DIRECTIONS
Retype each of the entries below exactly as written.

EXTRACTED RECORDS
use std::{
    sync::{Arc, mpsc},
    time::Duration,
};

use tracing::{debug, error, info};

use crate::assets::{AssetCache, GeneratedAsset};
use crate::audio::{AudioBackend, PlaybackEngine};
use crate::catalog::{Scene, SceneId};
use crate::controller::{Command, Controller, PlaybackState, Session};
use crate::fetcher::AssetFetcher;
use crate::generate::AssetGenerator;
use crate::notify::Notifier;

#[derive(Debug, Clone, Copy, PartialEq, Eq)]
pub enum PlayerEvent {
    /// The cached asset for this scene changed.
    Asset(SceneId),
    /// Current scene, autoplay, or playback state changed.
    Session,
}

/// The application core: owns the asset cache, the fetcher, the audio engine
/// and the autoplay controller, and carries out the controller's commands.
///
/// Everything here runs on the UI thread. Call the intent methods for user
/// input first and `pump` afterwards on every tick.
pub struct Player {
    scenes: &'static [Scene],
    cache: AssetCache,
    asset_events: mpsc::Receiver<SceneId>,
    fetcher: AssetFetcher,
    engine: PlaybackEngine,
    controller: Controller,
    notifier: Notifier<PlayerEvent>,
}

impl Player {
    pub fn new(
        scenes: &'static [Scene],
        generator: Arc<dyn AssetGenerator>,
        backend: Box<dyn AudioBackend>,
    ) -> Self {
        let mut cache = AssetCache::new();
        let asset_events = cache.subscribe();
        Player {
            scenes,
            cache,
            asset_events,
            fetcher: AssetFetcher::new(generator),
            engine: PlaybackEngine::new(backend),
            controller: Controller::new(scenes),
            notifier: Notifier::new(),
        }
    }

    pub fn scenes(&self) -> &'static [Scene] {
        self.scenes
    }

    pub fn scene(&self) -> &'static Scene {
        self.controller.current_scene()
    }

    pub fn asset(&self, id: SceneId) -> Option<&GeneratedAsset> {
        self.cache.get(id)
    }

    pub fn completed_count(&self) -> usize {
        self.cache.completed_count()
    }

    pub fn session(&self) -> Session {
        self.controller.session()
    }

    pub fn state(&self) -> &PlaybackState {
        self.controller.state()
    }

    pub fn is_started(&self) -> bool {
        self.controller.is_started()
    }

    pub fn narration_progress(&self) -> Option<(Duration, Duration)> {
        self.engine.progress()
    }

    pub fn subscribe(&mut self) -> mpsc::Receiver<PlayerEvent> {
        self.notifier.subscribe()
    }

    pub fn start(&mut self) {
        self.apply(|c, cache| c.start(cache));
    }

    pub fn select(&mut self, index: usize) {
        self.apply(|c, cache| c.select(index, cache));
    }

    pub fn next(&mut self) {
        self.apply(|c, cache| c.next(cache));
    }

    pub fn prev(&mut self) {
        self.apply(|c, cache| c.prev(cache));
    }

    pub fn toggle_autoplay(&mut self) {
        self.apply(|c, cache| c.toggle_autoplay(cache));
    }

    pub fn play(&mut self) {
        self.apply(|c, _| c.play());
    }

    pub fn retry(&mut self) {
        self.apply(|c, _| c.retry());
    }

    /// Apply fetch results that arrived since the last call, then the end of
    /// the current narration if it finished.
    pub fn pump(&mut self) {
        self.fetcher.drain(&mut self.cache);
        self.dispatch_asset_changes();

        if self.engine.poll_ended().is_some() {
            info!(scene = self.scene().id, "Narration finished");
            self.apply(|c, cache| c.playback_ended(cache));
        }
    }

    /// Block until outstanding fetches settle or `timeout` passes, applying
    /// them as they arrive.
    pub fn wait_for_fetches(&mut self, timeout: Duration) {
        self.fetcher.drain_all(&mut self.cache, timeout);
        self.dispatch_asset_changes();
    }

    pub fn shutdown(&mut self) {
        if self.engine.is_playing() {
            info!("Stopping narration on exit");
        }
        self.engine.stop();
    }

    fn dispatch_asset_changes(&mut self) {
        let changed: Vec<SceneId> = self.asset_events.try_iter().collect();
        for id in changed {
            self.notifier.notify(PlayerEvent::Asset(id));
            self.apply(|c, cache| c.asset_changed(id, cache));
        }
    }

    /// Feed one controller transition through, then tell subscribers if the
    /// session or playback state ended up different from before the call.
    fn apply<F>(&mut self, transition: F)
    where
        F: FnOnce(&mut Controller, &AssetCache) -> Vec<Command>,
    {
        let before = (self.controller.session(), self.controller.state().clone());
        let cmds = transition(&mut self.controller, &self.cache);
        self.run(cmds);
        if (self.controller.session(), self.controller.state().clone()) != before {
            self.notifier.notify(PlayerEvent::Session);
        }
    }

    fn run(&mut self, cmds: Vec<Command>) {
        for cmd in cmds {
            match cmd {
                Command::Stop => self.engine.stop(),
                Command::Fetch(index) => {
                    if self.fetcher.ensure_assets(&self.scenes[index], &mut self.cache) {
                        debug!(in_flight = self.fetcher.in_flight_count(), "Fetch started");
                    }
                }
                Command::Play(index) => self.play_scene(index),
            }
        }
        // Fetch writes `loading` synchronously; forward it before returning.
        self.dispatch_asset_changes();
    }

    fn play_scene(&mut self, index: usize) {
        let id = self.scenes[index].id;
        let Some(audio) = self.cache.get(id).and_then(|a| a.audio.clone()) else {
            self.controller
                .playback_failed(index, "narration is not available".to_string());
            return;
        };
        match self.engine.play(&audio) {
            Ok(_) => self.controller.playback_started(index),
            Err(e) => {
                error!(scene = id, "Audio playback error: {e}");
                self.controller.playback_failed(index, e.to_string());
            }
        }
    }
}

REPLY
use std::{
    sync::{Arc, mpsc},
    time::Duration,
};

use tracing::{debug, error, info};

use crate::assets::{AssetCache, GeneratedAsset};
use crate::audio::{AudioBackend, PlaybackEngine};
use crate::catalog::{Scene, SceneId};
use crate::controller::{Command, Controller, PlaybackState, Session};
use crate::fetcher::AssetFetcher;
use crate::generate::AssetGenerator;
use crate::notify::Notifier;

#[derive(Debug, Clone, Copy, PartialEq, Eq)]
pub enum PlayerEvent {
    /// The cached asset for this scene changed.
    Asset(SceneId),
    /// Current scene, autoplay, or playback state changed.
    Session,
}

/// The application core: owns the asset cache, the fetcher, the audio engine
/// and the autoplay controller, and carries out the controller's commands.
///
/// Everything here runs on the UI thread. Call the intent methods for user
/// input first and `pump` afterwards on every tick.
pub struct Player {
    scenes: &'static [Scene],
    cache: AssetCache,
    asset_events: mpsc::Receiver<SceneId>,
    fetcher: AssetFetcher,
    engine: PlaybackEngine,
    controller: Controller,
    notifier: Notifier<PlayerEvent>,
}

impl Player {
    pub fn new(
        scenes: &'static [Scene],
        generator: Arc<dyn AssetGenerator>,
        backend: Box<dyn AudioBackend>,
    ) -> Self {
        let mut cache = AssetCache::new();
        let asset_events = cache.subscribe();
        Player {
            scenes,
            cache,
            asset_events,
            fetcher: AssetFetcher::new(generator),
            engine: PlaybackEngine::new(backend),
            controller: Controller::new(scenes),
            notifier: Notifier::new(),
        }
    }

    pub fn scenes(&self) -> &'static [Scene] {
        self.scenes
    }

    pub fn scene(&self) -> &'static Scene {
        self.controller.current_scene()
    }

    pub fn asset(&self, id: SceneId) -> Option<&GeneratedAsset> {
        self.cache.get(id)
    }

    pub fn completed_count(&self) -> usize {
        self.cache.completed_count()
    }

    pub fn session(&self) -> Session {
        self.controller.session()
    }

    pub fn state(&self) -> &PlaybackState {
        self.controller.state()
    }

    pub fn is_started(&self) -> bool {
        self.controller.is_started()
    }

    pub fn narration_progress(&self) -> Option<(Duration, Duration)> {
        self.engine.progress()
    }

    pub fn subscribe(&mut self) -> mpsc::Receiver<PlayerEvent> {
        self.notifier.subscribe()
    }

    pub fn start(&mut self) {
        self.apply(|c, cache| c.start(cache));
    }

    pub fn select(&mut self, index: usize) {
        self.apply(|c, cache| c.select(index, cache));
    }

    pub fn next(&mut self) {
        self.apply(|c, cache| c.next(cache));
    }

    pub fn prev(&mut self) {
        self.apply(|c, cache| c.prev(cache));
    }

    pub fn toggle_autoplay(&mut self) {
        self.apply(|c, cache| c.toggle_autoplay(cache));
    }

    pub fn play(&mut self) {
        self.apply(|c, _| c.play());
    }

    pub fn retry(&mut self) {
        self.apply(|c, _| c.retry());
    }

    /// Apply fetch results that arrived since the last call, then the end of
    /// the current narration if it finished.
    pub fn pump(&mut self) {
        self.fetcher.drain(&mut self.cache);
        self.dispatch_asset_changes();

        if self.engine.poll_ended().is_some() {
            info!(scene = self.scene().id, "Narration finished");
            self.apply(|c, cache| c.playback_ended(cache));
        }
    }

    /// Block until outstanding fetches settle or `timeout` passes, applying
    /// them as they arrive.
    pub fn wait_for_fetches(&mut self, timeout: Duration) {
        self.fetcher.drain_all(&mut self.cache, timeout);
        self.dispatch_asset_changes();
    }

    pub fn shutdown(&mut self) {
        if self.engine.is_playing() {
            info!("Stopping narration on exit");
        }
        self.engine.stop();
    }

    fn dispatch_asset_changes(&mut self) {
        let changed: Vec<SceneId> = self.asset_events.try_iter().collect();
        for id in changed {
            self.notifier.notify(PlayerEvent::Asset(id));
            self.apply(|c, cache| c.asset_changed(id, cache));
        }
    }

    /// Feed one controller transition through, then tell subscribers if the
    /// session or playback state ended up different from before the call.
    fn apply<F>(&mut self, transition: F)
    where
        F: FnOnce(&mut Controller, &AssetCache) -> Vec<Command>,
    {
        let before = (self.controller.session(), self.controller.state().clone());
        let cmds = transition(&mut self.controller, &self.cache);
        self.run(cmds);
        if (self.controller.session(), self.controller.state().clone()) != before {
            self.notifier.notify(PlayerEvent::Session);
        }
    }

    fn run(&mut self, cmds: Vec<Command>) {
        for cmd in cmds {
            match cmd {
                Command::Stop => self.engine.stop(),
                Command::Fetch(index) => {
                    if self.fetcher.ensure_assets(&self.scenes[index], &mut self.cache) {
                        debug!(in_flight = self.fetcher.in_flight_count(), "Fetch started");
                    }
                }
                Command::Play(index) => self.play_scene(index),
            }
        }
        // Fetch writes `loading` synchronously; forward it before returning.
        self.dispatch_asset_changes();
    }

    fn play_scene(&mut self, index: usize) {
        let id = self.scenes[index].id;
        let Some(audio) = self.cache.get(id).and_then(|a| a.audio.clone()) else {
            self.controller
                .playback_failed(index, "narration is not available".to_string());
            return;
        };
        match self.engine.play(&audio) {
            Ok(_) => self.controller.playback_started(index),
            Err(e) => {
                error!(scene = id, "Audio playback error: {e}");
                self.controller.playback_failed(index, e.to_string());
            }
        }
    }
}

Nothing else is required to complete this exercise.